• **PROBLEM DETAILS**
Reproduce the entries below, please. Keep every character the same.

Stored items:
--------

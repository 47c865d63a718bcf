//! # Core Module
//!
//! 애플리케이션 전역에서 공유되는 런타임 상태를 제공합니다.
//!
//! ## 모듈 구성
//!
//! ### [`app_state`] - 공유 상태
//! - **AppState**: 핸들러와 미들웨어가 `web::Data`로 접근하는 서비스 묶음
//! - **조립**: [`AppConfig`](crate::config::AppConfig)와 사용자 저장소로부터 한 번 생성
//!
//! ## 사용 패턴
//!
//! ```rust,ignore
//! use actix_web::{web, App};
//! use crate::core::AppState;
//!
//! let state = web::Data::new(AppState::build(&config, store)?);
//! App::new().app_data(state.clone());
//! ```

pub mod app_state;

pub use app_state::AppState;
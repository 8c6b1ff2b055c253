use std::process::ExitCode;

mod app;

fn main() -> ExitCode {
    app::run(app::build_app())
}
//! Draw pools emitted by the map view each frame.
//!
//! The view never touches a pixel buffer. Every pass records an ordered list of
//! [`DrawCommand`]s into its own [`DrawPool`]; a host rasterizes or uploads them.

use serde::{Deserialize, Serialize};

use crate::types::{Point, Rect, Rgba, Size};

/// Identifies a shader program owned by the host.
#[derive(Debug, Clone, PartialEq, Eq, Hash, Serialize, Deserialize)]
pub struct ShaderId(pub String);

/// Identifies a texture owned by the host (an asset key, see [`crate::validate_asset_key`]).
#[derive(Debug, Clone, PartialEq, Eq, Hash, Serialize, Deserialize)]
pub struct TextureKey(pub String);

#[derive(Debug, Clone, Copy, PartialEq, Eq, Hash)]
pub enum PoolKind {
    Map,
    CreatureInformation,
    Light,
    Text,
}

#[derive(Debug, Clone, PartialEq)]
pub enum Primitive {
    FilledRect {
        rect: Rect,
        color: Rgba,
    },
    TexturedRect {
        rect: Rect,
        texture: TextureKey,
    },
    Text {
        origin: Point,
        clip: Rect,
        text: String,
        color: Rgba,
    },
}

#[derive(Debug, Clone, PartialEq)]
pub struct DrawCommand {
    pub primitive: Primitive,
    pub opacity: f32,
}

/// Uniform values pushed to the active map shader.
#[derive(Debug, Clone, Copy, Default, PartialEq)]
pub struct MapShaderUniforms {
    pub map_center_coord: [f32; 2],
    pub map_global_coord: [f32; 2],
    pub map_zoom: f32,
    pub map_walk_offset: [f32; 2],
}

#[derive(Debug, Clone, PartialEq)]
pub struct ShaderBinding {
    pub shader: ShaderId,
    pub uniforms: MapShaderUniforms,
}

#[derive(Debug, Clone)]
pub struct DrawPool {
    kind: PoolKind,
    buffer_size: Size,
    dest: Rect,
    src: Rect,
    opacity: f32,
    smooth: bool,
    shader: Option<ShaderBinding>,
    commands: Vec<DrawCommand>,
}

impl DrawPool {
    pub fn new(kind: PoolKind) -> Self {
        Self {
            kind,
            buffer_size: Size::default(),
            dest: Rect::default(),
            src: Rect::default(),
            opacity: 1.0,
            smooth: true,
            shader: None,
            commands: Vec::new(),
        }
    }

    /// Starts a new frame for this pool. Commands are cleared in place.
    pub fn begin(&mut self, dest: Rect, src: Rect) {
        self.dest = dest;
        self.src = src;
        self.opacity = 1.0;
        self.shader = None;
        self.commands.clear();
    }

    pub fn clear(&mut self) {
        self.begin(Rect::default(), Rect::default());
    }

    pub fn resize(&mut self, buffer_size: Size) {
        self.buffer_size = buffer_size;
    }

    pub fn set_smooth(&mut self, smooth: bool) {
        self.smooth = smooth;
    }

    pub fn set_opacity(&mut self, opacity: f32) {
        self.opacity = opacity.clamp(0.0, 1.0);
    }

    pub fn set_shader(&mut self, binding: Option<ShaderBinding>) {
        self.shader = binding;
    }

    pub fn add_filled_rect(&mut self, rect: Rect, color: Rgba) {
        self.push(Primitive::FilledRect { rect, color });
    }

    pub fn add_textured_rect(&mut self, rect: Rect, texture: TextureKey) {
        self.push(Primitive::TexturedRect { rect, texture });
    }

    pub fn add_text(&mut self, origin: Point, clip: Rect, text: impl Into<String>, color: Rgba) {
        self.push(Primitive::Text {
            origin,
            clip,
            text: text.into(),
            color,
        });
    }

    /// Overrides the opacity of the most recently added command.
    pub fn set_last_opacity(&mut self, opacity: f32) {
        if let Some(last) = self.commands.last_mut() {
            last.opacity = opacity.clamp(0.0, 1.0);
        }
    }

    fn push(&mut self, primitive: Primitive) {
        self.commands.push(DrawCommand {
            primitive,
            opacity: 1.0,
        });
    }

    pub fn kind(&self) -> PoolKind {
        self.kind
    }

    pub fn buffer_size(&self) -> Size {
        self.buffer_size
    }

    pub fn dest(&self) -> Rect {
        self.dest
    }

    pub fn src(&self) -> Rect {
        self.src
    }

    pub fn opacity(&self) -> f32 {
        self.opacity
    }

    pub fn smooth(&self) -> bool {
        self.smooth
    }

    pub fn shader(&self) -> Option<&ShaderBinding> {
        self.shader.as_ref()
    }

    pub fn commands(&self) -> &[DrawCommand] {
        &self.commands
    }

    pub fn len(&self) -> usize {
        self.commands.len()
    }

    pub fn is_empty(&self) -> bool {
        self.commands.is_empty()
    }
}

/// The four passes of a frame, in presentation order.
#[derive(Debug, Clone)]
pub struct DrawPools {
    pub map: DrawPool,
    pub creature_information: DrawPool,
    pub light: DrawPool,
    pub text: DrawPool,
}

impl Default for DrawPools {
    fn default() -> Self {
        Self {
            map: DrawPool::new(PoolKind::Map),
            creature_information: DrawPool::new(PoolKind::CreatureInformation),
            light: DrawPool::new(PoolKind::Light),
            text: DrawPool::new(PoolKind::Text),
        }
    }
}

impl DrawPools {
    pub fn clear_all(&mut self) {
        self.map.clear();
        self.creature_information.clear();
        self.light.clear();
        self.text.clear();
    }

    pub fn in_order(&self) -> [&DrawPool; 4] {
        [
            &self.map,
            &self.creature_information,
            &self.light,
            &self.text,
        ]
    }
}

#[cfg(test)]
mod tests {
    use super::*;

    #[test]
    fn last_opacity_applies_only_to_newest_command() {
        let mut pool = DrawPool::new(PoolKind::Map);
        pool.add_filled_rect(Rect::new(0, 0, 10, 10), [1, 2, 3, 255]);
        pool.add_filled_rect(Rect::new(0, 0, 20, 20), [0, 0, 0, 255]);
        pool.set_last_opacity(0.4);

        let opacities: Vec<f32> = pool.commands().iter().map(|cmd| cmd.opacity).collect();
        assert_eq!(opacities, vec![1.0, 0.4]);
    }

    #[test]
    fn begin_resets_frame_state_but_keeps_buffer_config() {
        let mut pool = DrawPool::new(PoolKind::Map);
        pool.resize(Size::new(576, 448));
        pool.set_smooth(false);
        pool.set_opacity(0.2);
        pool.add_filled_rect(Rect::new(0, 0, 1, 1), [0, 0, 0, 255]);

        pool.begin(Rect::new(0, 0, 100, 100), Rect::new(32, 32, 50, 50));

        assert!(pool.is_empty());
        assert_eq!(pool.opacity(), 1.0);
        assert_eq!(pool.buffer_size(), Size::new(576, 448));
        assert!(!pool.smooth());
        assert_eq!(pool.src(), Rect::new(32, 32, 50, 50));
    }
}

--------

• **TASK RESULT**
repository 47c865d63a718bcf
//! # Core Module
//!
//! 애플리케이션 전역에서 공유되는 런타임 상태를 제공합니다.
//!
//! ## 모듈 구성
//!
//! ### [`app_state`] - 공유 상태
//! - **AppState**: 핸들러와 미들웨어가 `web::Data`로 접근하는 서비스 묶음
//! - **조립**: [`AppConfig`](crate::config::AppConfig)와 사용자 저장소로부터 한 번 생성
//!
//! ## 사용 패턴
//!
//! ```rust,ignore
//! use actix_web::{web, App};
//! use crate::core::AppState;
//!
//! let state = web::Data::new(AppState::build(&config, store)?);
//! App::new().app_data(state.clone());
//! ```

pub mod app_state;

pub use app_state::AppState;
repository 8c6b1ff2b055c253
use std::process::ExitCode;

mod app;

fn main() -> ExitCode {
    app::run(app::build_app())
}
//! Draw pools emitted by the map view each frame.
//!
//! The view never touches a pixel buffer. Every pass records an ordered list of
//! [`DrawCommand`]s into its own [`DrawPool`]; a host rasterizes or uploads them.

use serde::{Deserialize, Serialize};

use crate::types::{Point, Rect, Rgba, Size};

/// Identifies a shader program owned by the host.
#[derive(Debug, Clone, PartialEq, Eq, Hash, Serialize, Deserialize)]
pub struct ShaderId(pub String);

/// Identifies a texture owned by the host (an asset key, see [`crate::validate_asset_key`]).
#[derive(Debug, Clone, PartialEq, Eq, Hash, Serialize, Deserialize)]
pub struct TextureKey(pub String);

#[derive(Debug, Clone, Copy, PartialEq, Eq, Hash)]
pub enum PoolKind {
    Map,
    CreatureInformation,
    Light,
    Text,
}

#[derive(Debug, Clone, PartialEq)]
pub enum Primitive {
    FilledRect {
        rect: Rect,
        color: Rgba,
    },
    TexturedRect {
        rect: Rect,
        texture: TextureKey,
    },
    Text {
        origin: Point,
        clip: Rect,
        text: String,
        color: Rgba,
    },
}

#[derive(Debug, Clone, PartialEq)]
pub struct DrawCommand {
    pub primitive: Primitive,
    pub opacity: f32,
}

/// Uniform values pushed to the active map shader.
#[derive(Debug, Clone, Copy, Default, PartialEq)]
pub struct MapShaderUniforms {
    pub map_center_coord: [f32; 2],
    pub map_global_coord: [f32; 2],
    pub map_zoom: f32,
    pub map_walk_offset: [f32; 2],
}

#[derive(Debug, Clone, PartialEq)]
pub struct ShaderBinding {
    pub shader: ShaderId,
    pub uniforms: MapShaderUniforms,
}

#[derive(Debug, Clone)]
pub struct DrawPool {
    kind: PoolKind,
    buffer_size: Size,
    dest: Rect,
    src: Rect,
    opacity: f32,
    smooth: bool,
    shader: Option<ShaderBinding>,
    commands: Vec<DrawCommand>,
}

impl DrawPool {
    pub fn new(kind: PoolKind) -> Self {
        Self {
            kind,
            buffer_size: Size::default(),
            dest: Rect::default(),
            src: Rect::default(),
            opacity: 1.0,
            smooth: true,
            shader: None,
            commands: Vec::new(),
        }
    }

    /// Starts a new frame for this pool. Commands are cleared in place.
    pub fn begin(&mut self, dest: Rect, src: Rect) {
        self.dest = dest;
        self.src = src;
        self.opacity = 1.0;
        self.shader = None;
        self.commands.clear();
    }

    pub fn clear(&mut self) {
        self.begin(Rect::default(), Rect::default());
    }

    pub fn resize(&mut self, buffer_size: Size) {
        self.buffer_size = buffer_size;
    }

    pub fn set_smooth(&mut self, smooth: bool) {
        self.smooth = smooth;
    }

    pub fn set_opacity(&mut self, opacity: f32) {
        self.opacity = opacity.clamp(0.0, 1.0);
    }

    pub fn set_shader(&mut self, binding: Option<ShaderBinding>) {
        self.shader = binding;
    }

    pub fn add_filled_rect(&mut self, rect: Rect, color: Rgba) {
        self.push(Primitive::FilledRect { rect, color });
    }

    pub fn add_textured_rect(&mut self, rect: Rect, texture: TextureKey) {
        self.push(Primitive::TexturedRect { rect, texture });
    }

    pub fn add_text(&mut self, origin: Point, clip: Rect, text: impl Into<String>, color: Rgba) {
        self.push(Primitive::Text {
            origin,
            clip,
            text: text.into(),
            color,
        });
    }

    /// Overrides the opacity of the most recently added command.
    pub fn set_last_opacity(&mut self, opacity: f32) {
        if let Some(last) = self.commands.last_mut() {
            last.opacity = opacity.clamp(0.0, 1.0);
        }
    }

    fn push(&mut self, primitive: Primitive) {
        self.commands.push(DrawCommand {
            primitive,
            opacity: 1.0,
        });
    }

    pub fn kind(&self) -> PoolKind {
        self.kind
    }

    pub fn buffer_size(&self) -> Size {
        self.buffer_size
    }

    pub fn dest(&self) -> Rect {
        self.dest
    }

    pub fn src(&self) -> Rect {
        self.src
    }

    pub fn opacity(&self) -> f32 {
        self.opacity
    }

    pub fn smooth(&self) -> bool {
        self.smooth
    }

    pub fn shader(&self) -> Option<&ShaderBinding> {
        self.shader.as_ref()
    }

    pub fn commands(&self) -> &[DrawCommand] {
        &self.commands
    }

    pub fn len(&self) -> usize {
        self.commands.len()
    }

    pub fn is_empty(&self) -> bool {
        self.commands.is_empty()
    }
}

/// The four passes of a frame, in presentation order.
#[derive(Debug, Clone)]
pub struct DrawPools {
    pub map: DrawPool,
    pub creature_information: DrawPool,
    pub light: DrawPool,
    pub text: DrawPool,
}

impl Default for DrawPools {
    fn default() -> Self {
        Self {
            map: DrawPool::new(PoolKind::Map),
            creature_information: DrawPool::new(PoolKind::CreatureInformation),
            light: DrawPool::new(PoolKind::Light),
            text: DrawPool::new(PoolKind::Text),
        }
    }
}

impl DrawPools {
    pub fn clear_all(&mut self) {
        self.map.clear();
        self.creature_information.clear();
        self.light.clear();
        self.text.clear();
    }

    pub fn in_order(&self) -> [&DrawPool; 4] {
        [
            &self.map,
            &self.creature_information,
            &self.light,
            &self.text,
        ]
    }
}

#[cfg(test)]
mod tests {
    use super::*;

    #[test]
    fn last_opacity_applies_only_to_newest_command() {
        let mut pool = DrawPool::new(PoolKind::Map);
        pool.add_filled_rect(Rect::new(0, 0, 10, 10), [1, 2, 3, 255]);
        pool.add_filled_rect(Rect::new(0, 0, 20, 20), [0, 0, 0, 255]);
        pool.set_last_opacity(0.4);

        let opacities: Vec<f32> = pool.commands().iter().map(|cmd| cmd.opacity).collect();
        assert_eq!(opacities, vec![1.0, 0.4]);
    }

    #[test]
    fn begin_resets_frame_state_but_keeps_buffer_config() {
        let mut pool = DrawPool::new(PoolKind::Map);
        pool.resize(Size::new(576, 448));
        pool.set_smooth(false);
        pool.set_opacity(0.2);
        pool.add_filled_rect(Rect::new(0, 0, 1, 1), [0, 0, 0, 255]);

        pool.begin(Rect::new(0, 0, 100, 100), Rect::new(32, 32, 50, 50));

        assert!(pool.is_empty());
        assert_eq!(pool.opacity(), 1.0);
        assert_eq!(pool.buffer_size(), Size::new(576, 448));
        assert!(!pool.smooth());
        assert_eq!(pool.src(), Rect::new(32, 32, 50, 50));
    }
}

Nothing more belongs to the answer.